Pourtant les calculs du FMI, comme répété chaque année depuis 2013, montrent que la dette grecque est « explosive ». Selon ses derniers calculs, elle s’élèverait à 260 % du PIB en 2060. Le FMI le dit :« La Grèce ne peut pas repousser son problème d’endettement. Athènes a besoin d’un substantiel allégement de sa dette de la part de ses partenaires européens pour retrouver un niveau acceptable d’endettement ».

La dette grecque est insoutenable depuis très longtemps. Elle atteint 180 % du PIB, soit deux fois la production annuelle de richesse nationale.

Association de malfaiteurs

Mais les « responsables européens » s’en fichent. Lors de la réunion du 26 janvier, ils ont à nouveau nié le problème. « Il n’y a aucune raison de tenir de tels propos alarmistes sur la situation de la dette grecque » (communiqué du Mécanisme européen de stabilité).

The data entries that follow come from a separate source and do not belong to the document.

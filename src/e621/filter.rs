use std::collections::HashSet;
use std::fmt;

use crate::e621::query::SearchSettings;
use crate::e621::sender::entries::PostEntry;

/// Why a candidate was passed over.
#[derive(Debug, Clone, Copy, PartialEq, Eq)]
pub(crate) enum SkipReason {
    MissingUrl,
    DisallowedFiletype,
    AlreadySeen,
    NotWhitelisted,
}

/// The verdict for a single candidate post.
#[derive(Debug, Clone, Copy, PartialEq, Eq)]
pub(crate) enum Verdict {
    Accept,
    Skip(SkipReason),
}

/// Counts of skipped candidates by reason over one batch scan, kept for the
/// scan summary logs.
#[derive(Debug, Default, Clone, Copy)]
pub(crate) struct SkipCounts {
    missing_url: u32,
    wrong_filetype: u32,
    already_seen: u32,
    not_whitelisted: u32,
}

impl SkipCounts {
    pub(crate) fn bump(&mut self, reason: SkipReason) {
        match reason {
            SkipReason::MissingUrl => self.missing_url += 1,
            SkipReason::DisallowedFiletype => self.wrong_filetype += 1,
            SkipReason::AlreadySeen => self.already_seen += 1,
            SkipReason::NotWhitelisted => self.not_whitelisted += 1,
        }
    }

    pub(crate) fn total(&self) -> u32 {
        self.missing_url + self.wrong_filetype + self.already_seen + self.not_whitelisted
    }
}

impl fmt::Display for SkipCounts {
    fn fmt(&self, f: &mut fmt::Formatter<'_>) -> fmt::Result {
        write!(
            f,
            "no url: {}, wrong filetype: {}, already in history: {}, not whitelisted: {}",
            self.missing_url, self.wrong_filetype, self.already_seen, self.not_whitelisted
        )
    }
}

/// Per-post admissibility policy. Conditions are checked in a fixed order and
/// the first failure wins; the paused/hidden abort check happens in the
/// fetcher's scan loop before this is consulted at all.
#[derive(Debug)]
pub(crate) struct CandidateFilter {
    allowed_filetypes: Vec<String>,
    whitelist: Vec<String>,
}

impl CandidateFilter {
    pub(crate) fn new(settings: &SearchSettings) -> Self {
        CandidateFilter {
            allowed_filetypes: settings.allowed_filetypes.clone(),
            whitelist: settings.whitelist.clone(),
        }
    }

    /// Judges one candidate: file URL present, allowed filetype, not already
    /// in the history, and every whitelist tag present among the post's tags.
    /// An empty whitelist accepts unconditionally at that step.
    pub(crate) fn judge(&self, post: &PostEntry, seen: &HashSet<i64>) -> Verdict {
        let Some(url) = post.file.url.as_deref() else {
            return Verdict::Skip(SkipReason::MissingUrl);
        };
        if !self.filetype_allowed(url) {
            return Verdict::Skip(SkipReason::DisallowedFiletype);
        }
        if seen.contains(&post.id) {
            return Verdict::Skip(SkipReason::AlreadySeen);
        }
        if self.whitelist.is_empty() {
            return Verdict::Accept;
        }

        let post_tags: HashSet<&str> = post.tags.values().flatten().map(String::as_str).collect();
        if self.whitelist.iter().all(|tag| post_tags.contains(tag.as_str())) {
            Verdict::Accept
        } else {
            Verdict::Skip(SkipReason::NotWhitelisted)
        }
    }

    /// The extension is everything after the last dot of the URL and must
    /// match an allowed suffix exactly; a URL without a dot never matches.
    fn filetype_allowed(&self, url: &str) -> bool {
        match url.rfind('.') {
            Some(dot) => self.allowed_filetypes.iter().any(|ext| ext == &url[dot..]),
            None => false,
        }
    }
}

#[cfg(test)]
mod tests {
    use super::*;
    use crate::e621::sender::entries::FileEntry;

    fn filter(whitelist: &[&str]) -> CandidateFilter {
        CandidateFilter::new(&SearchSettings {
            whitelist: whitelist.iter().map(|e| e.to_string()).collect(),
            allowed_filetypes: vec![".png".to_string(), ".jpg".to_string()],
            ..SearchSettings::default()
        })
    }

    fn post(id: i64, url: Option<&str>, tags: &[&str]) -> PostEntry {
        let mut entry = PostEntry {
            id,
            file: FileEntry {
                url: url.map(str::to_string),
            },
            ..PostEntry::default()
        };
        entry
            .tags
            .insert("general".to_string(), tags.iter().map(|e| e.to_string()).collect());
        entry
    }

    #[test]
    fn missing_url_is_always_rejected() {
        let seen = HashSet::new();
        let verdict = filter(&[]).judge(&post(1, None, &["canine"]), &seen);
        assert_eq!(verdict, Verdict::Skip(SkipReason::MissingUrl));
    }

    #[test]
    fn wrong_filetype_is_rejected() {
        let seen = HashSet::new();
        let verdict = filter(&[]).judge(&post(1, Some("https://static1/a.webm"), &[]), &seen);
        assert_eq!(verdict, Verdict::Skip(SkipReason::DisallowedFiletype));

        let verdict = filter(&[]).judge(&post(1, Some("https://static1/no-extension"), &[]), &seen);
        assert_eq!(verdict, Verdict::Skip(SkipReason::DisallowedFiletype));
    }

    #[test]
    fn seen_post_is_rejected_even_when_whitelisted() {
        let mut seen = HashSet::new();
        seen.insert(7);
        let candidate = post(7, Some("https://static1/a.png"), &["canine"]);
        let verdict = filter(&["canine"]).judge(&candidate, &seen);
        assert_eq!(verdict, Verdict::Skip(SkipReason::AlreadySeen));
    }

    #[test]
    fn empty_whitelist_accepts_unconditionally() {
        let seen = HashSet::new();
        let verdict = filter(&[]).judge(&post(1, Some("https://static1/a.png"), &[]), &seen);
        assert_eq!(verdict, Verdict::Accept);
    }

    #[test]
    fn whitelist_must_be_fully_present_across_groups() {
        let seen = HashSet::new();
        let mut candidate = post(1, Some("https://static1/a.png"), &["canine"]);
        candidate
            .tags
            .insert("species".to_string(), vec!["wolf".to_string()]);

        assert_eq!(
            filter(&["canine", "wolf"]).judge(&candidate, &seen),
            Verdict::Accept
        );
        assert_eq!(
            filter(&["canine", "dragon"]).judge(&candidate, &seen),
            Verdict::Skip(SkipReason::NotWhitelisted)
        );
    }
}
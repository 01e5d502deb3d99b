//! Builds the canonical tag-filter expression sent to the posts endpoint.

/// Media types the viewer can never display, excluded server-side so pages
/// are not wasted on posts that would only be filtered out again locally.
const FIXED_EXCLUSIONS: [&str; 2] = ["-filetype:webm", "-filetype:mp4"];

/// A snapshot of everything that shapes a search, combined from the global
/// settings and the active preset. The fetcher owns one and replaces it
/// wholesale when the settings collaborator signals a change.
#[derive(Debug, Clone, Default, PartialEq, Eq)]
pub(crate) struct SearchSettings {
    /// Required tags (global first, then preset), already split and trimmed.
    pub(crate) tags: Vec<String>,
    /// Excluded tags, negated into the query string.
    pub(crate) blacklist: Vec<String>,
    /// Tags every accepted post must carry, checked client-side per post.
    pub(crate) whitelist: Vec<String>,
    /// Allowed trailing dot-suffixes of the file URL (".png", ".jpg", ...).
    pub(crate) allowed_filetypes: Vec<String>,
    /// Whether this search may use the unrestricted base URL.
    pub(crate) adult_content: bool,
    /// How many posts one page request asks for.
    pub(crate) batch_size: u8,
}

/// Derives and memoizes the query string. The memo is cleared only through
/// [`QueryBuilder::invalidate`], which every settings mutation must trigger;
/// the fetcher compares outputs across calls to decide whether its cached
/// pagination state is still valid, so a stale memo would poison the cache.
#[derive(Debug, Default)]
pub(crate) struct QueryBuilder {
    memo: Option<String>,
}

impl QueryBuilder {
    /// Returns the query string for `settings`, computing it on the first
    /// call after an invalidation. Concatenation order is fixed: required
    /// tags, negated blacklist tags, fixed exclusions.
    pub(crate) fn build(&mut self, settings: &SearchSettings) -> String {
        if let Some(memo) = &self.memo {
            return memo.clone();
        }

        let mut parts = settings.tags.clone();
        parts.extend(settings.blacklist.iter().map(|tag| format!("-{tag}")));
        parts.extend(FIXED_EXCLUSIONS.iter().map(|tag| (*tag).to_string()));
        let query = parts.join(" ");
        trace!("Built query string \"{query}\"");
        self.memo = Some(query.clone());
        query
    }

    /// Clears the memo. Must be called on any settings or preset mutation.
    pub(crate) fn invalidate(&mut self) {
        self.memo = None;
    }
}

#[cfg(test)]
mod tests {
    use super::*;

    fn settings(tags: &[&str], blacklist: &[&str]) -> SearchSettings {
        SearchSettings {
            tags: tags.iter().map(|e| e.to_string()).collect(),
            blacklist: blacklist.iter().map(|e| e.to_string()).collect(),
            ..SearchSettings::default()
        }
    }

    #[test]
    fn concatenation_order_is_pinned() {
        let mut builder = QueryBuilder::default();
        let query = builder.build(&settings(&["canine", "feral"], &["gore"]));
        assert_eq!(query, "canine feral -gore -filetype:webm -filetype:mp4");
    }

    #[test]
    fn memo_holds_until_invalidated() {
        let mut builder = QueryBuilder::default();
        let first = builder.build(&settings(&["canine"], &[]));

        // A changed configuration is not picked up until the memo is cleared.
        let stale = builder.build(&settings(&["equine"], &[]));
        assert_eq!(first, stale);

        builder.invalidate();
        let fresh = builder.build(&settings(&["equine"], &[]));
        assert_eq!(fresh, "equine -filetype:webm -filetype:mp4");
    }

    #[test]
    fn empty_configuration_still_excludes_videos() {
        let mut builder = QueryBuilder::default();
        assert_eq!(
            builder.build(&SearchSettings::default()),
            "-filetype:webm -filetype:mp4"
        );
    }
}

Pour les « responsables européens », la dette ne doit pas inquiéter ni être allégée. La seule chose que le gouvernement grec doit faire, répètent-ils comme un mantra, est « d’appliquer les deux tiers des réformes » prévues qu’il n’a pas encore mises en œuvre.

Les responsables européens, y compris A. Tsipras, ont beau soutenir que leur plan de sauvetage fonctionne, se féliciter du redressement de la Grèce et des excédents budgétaires réalisés, la situation est tout autre : le pays est à l’agonie.

En sept ans, le PIB de la Grèce a chuté du tiers. Le chômage touche 25 % de la population (40 % des jeunes entre 15 et 25 ans). Un tiers des entreprises a disparu en cinq ans. Les coupes successives imposées au nom de l’austérité paupérisent toutes les régions. Il n’y a plus de trains, plus de bus dans des parties entières du pays. Plus d’écoles non plus. Beaucoup d’établissements secondaires des campagnes éloignées sont fermés, faute de financement. Les dépenses de santé par habitant ont diminué d’un tiers depuis 2009. Plus de 25 000 médecins ont été renvoyés. Les hôpitaux manquent de personnel, de médicaments, de tout. 20% de la population vit sans chauffage ou sans téléphone. 15 % de la population est tombée dans la grande pauvreté (2 % en 2009). Selon la banque de Grèce, 13 % de la population est exclue de tout soin médical ; 11,5 % des patients ne peuvent acheter les médicaments prescrits ; les personnes souffrant de problèmes chroniques de santé sont en hausse de 24,2 %. Suicides, dépression, maladie mentale enregistrent des hausses exponentielles. Pire : alors que la natalité a baissé de 22 % depuis le début de la crise, le taux de mortalité infantile a quasiment doublé en quelques années pour atteindre 3,75 % en 2014.

L’Union européenne, le FMI, les gouvernements européistes de droite comme de gauche, Alexis Tsipras et Syriza sont responsables de l’austérité et de son coût humain et social.

Le seul espoir du peuple grec est de recouvrer sa souveraineté nationale, économique et politique en sortant unilatéralement et sans délai de l’euro et de l’Union européenne, de refuser de payer la dette illégitime.